G4P1L1A2 with polyhydramnios underwent Elective LSCS. Intraoperatively dense adhesions noted. On pod-8, the patient presented with increased bleeding p/v. On examination, a uterus of 24 weeks’ size, intermittently relaxing. Her coagulation profile was deranged [PT-45.3, APTT-93, INR-4.04]. Portable ultrasound suggested a probability of retained products of conception.


The patient was stabilized with blood and blood products. USG-guided suction and evacuation were attempted, but the procedure was abandoned as the uterine cavity enlarged and no products obtained.


Emergency Subtotal Hysterectomy with B/L internal iliac artery ligation performed. The patient withstood the procedure well. Post-operatively she was managed with blood and blood products. Histopathology report-grossly postpartum uterus measuring 15x15x5 cm without cervix and adnexa. The endometrial cavity appears shaggy brown and the right posterior aspect shows adherent dark brown hemorrhagic tissue measuring 1.5 cm in thickness adherent to the myometrium.
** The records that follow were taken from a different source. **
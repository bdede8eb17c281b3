//! Error types for the labelling engine.
//!
//! Each concern gets its own enum so callers can match on what actually
//! went wrong: configuration problems are fatal, transport failures are
//! recoverable while browsing, navigation misuse is a user-facing
//! validation error, and catalog failures leave the prior catalog intact.
//! [`SourceError`] wraps them all for the facade and the CLI.

use thiserror::Error;

/// Missing or malformed configuration and credentials.
#[derive(Debug, Error)]
pub enum ConfigError {
    /// The configuration file could not be read or written.
    #[error("configuration file {path}: {source}")]
    Io {
        path: String,
        #[source]
        source: std::io::Error,
    },

    /// The configuration file is not valid YAML for [`crate::config::Config`].
    #[error("configuration file {path} is malformed: {message}")]
    Malformed { path: String, message: String },

    /// Storage account credentials failed validation.
    #[error("invalid storage credentials: {0}")]
    InvalidCredentials(String),

    /// The configured backend name is not known.
    #[error("unknown storage backend '{0}' (expected 'azure' or 'memory')")]
    UnknownBackend(String),
}

/// A failure talking to the blob store.
#[derive(Debug, Error)]
pub enum TransportError {
    /// The request could not be sent or the response body not read.
    #[error("{operation} request failed: {message}")]
    Request { operation: String, message: String },

    /// The store answered with a non-success status.
    #[error("{operation}: HTTP {status} - {body}")]
    Status {
        operation: String,
        status: u16,
        body: String,
    },

    /// The requested blob does not exist.
    #[error("blob not found: {0}")]
    NotFound(String),

    /// Writing the downloaded bytes to disk failed.
    #[error("failed to write {path}: {source}")]
    LocalWrite {
        path: String,
        #[source]
        source: std::io::Error,
    },

    /// Any other backend failure.
    #[error(transparent)]
    Other(#[from] anyhow::Error),
}

/// Misuse of the browsing cursor, reported to the operator.
#[derive(Debug, Error, PartialEq, Eq)]
pub enum NavigationError {
    /// A jump was requested while no items are loaded.
    #[error("A collection must be present to use the Jump To function.")]
    EmptyCollection,

    /// A jump target outside `1..=len`.
    #[error("Jump to index must be within the collection size :: 1-{len}")]
    OutOfRange { requested: i64, len: usize },
}

/// Failure reading or writing the persisted catalog.
#[derive(Debug, Error)]
pub enum CatalogError {
    /// File system failure on the catalog file.
    #[error("catalog I/O error: {0}")]
    Io(#[from] std::io::Error),

    /// A catalog line could not be decoded.
    #[error("catalog line {line} is malformed: {message}")]
    Decode { line: usize, message: String },

    /// An entry could not be serialized for writing.
    #[error("catalog entry could not be encoded: {0}")]
    Encode(#[from] serde_json::Error),

    /// The scan feeding a rebuild failed; the previous catalog is kept.
    #[error("catalog scan failed: {0}")]
    Scan(#[from] TransportError),
}

/// Top-level error for the blob source facade and the CLI.
#[derive(Debug, Error)]
pub enum SourceError {
    #[error(transparent)]
    Config(#[from] ConfigError),

    #[error(transparent)]
    Transport(#[from] TransportError),

    #[error(transparent)]
    Navigation(#[from] NavigationError),

    #[error(transparent)]
    Catalog(#[from] CatalogError),

    /// Classification sink failure.
    #[error("classification sink: {0}")]
    Sink(#[source] anyhow::Error),

    /// Local file system failure outside the catalog.
    #[error("I/O error: {0}")]
    Io(#[from] std::io::Error),
}

/// Convenience alias used by the facade.
pub type SourceResult<T> = Result<T, SourceError>;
Microscopically, the endometrium has large ectatic blood vessels which display scattered trophoblasts within the wall. Many of these vessels show a lack of endothelial lining.


Some of the vessels show fibrin thrombi; chorionic villi are not seen. Consistent with placental site vessel sub involution. There is no evidence of retained products of conception. Risk factors in this patient are previous LSCS with dense adhesions, and inflammation affecting blood vessels. Conservative management like uterine artery embolization can be done where facilities are available.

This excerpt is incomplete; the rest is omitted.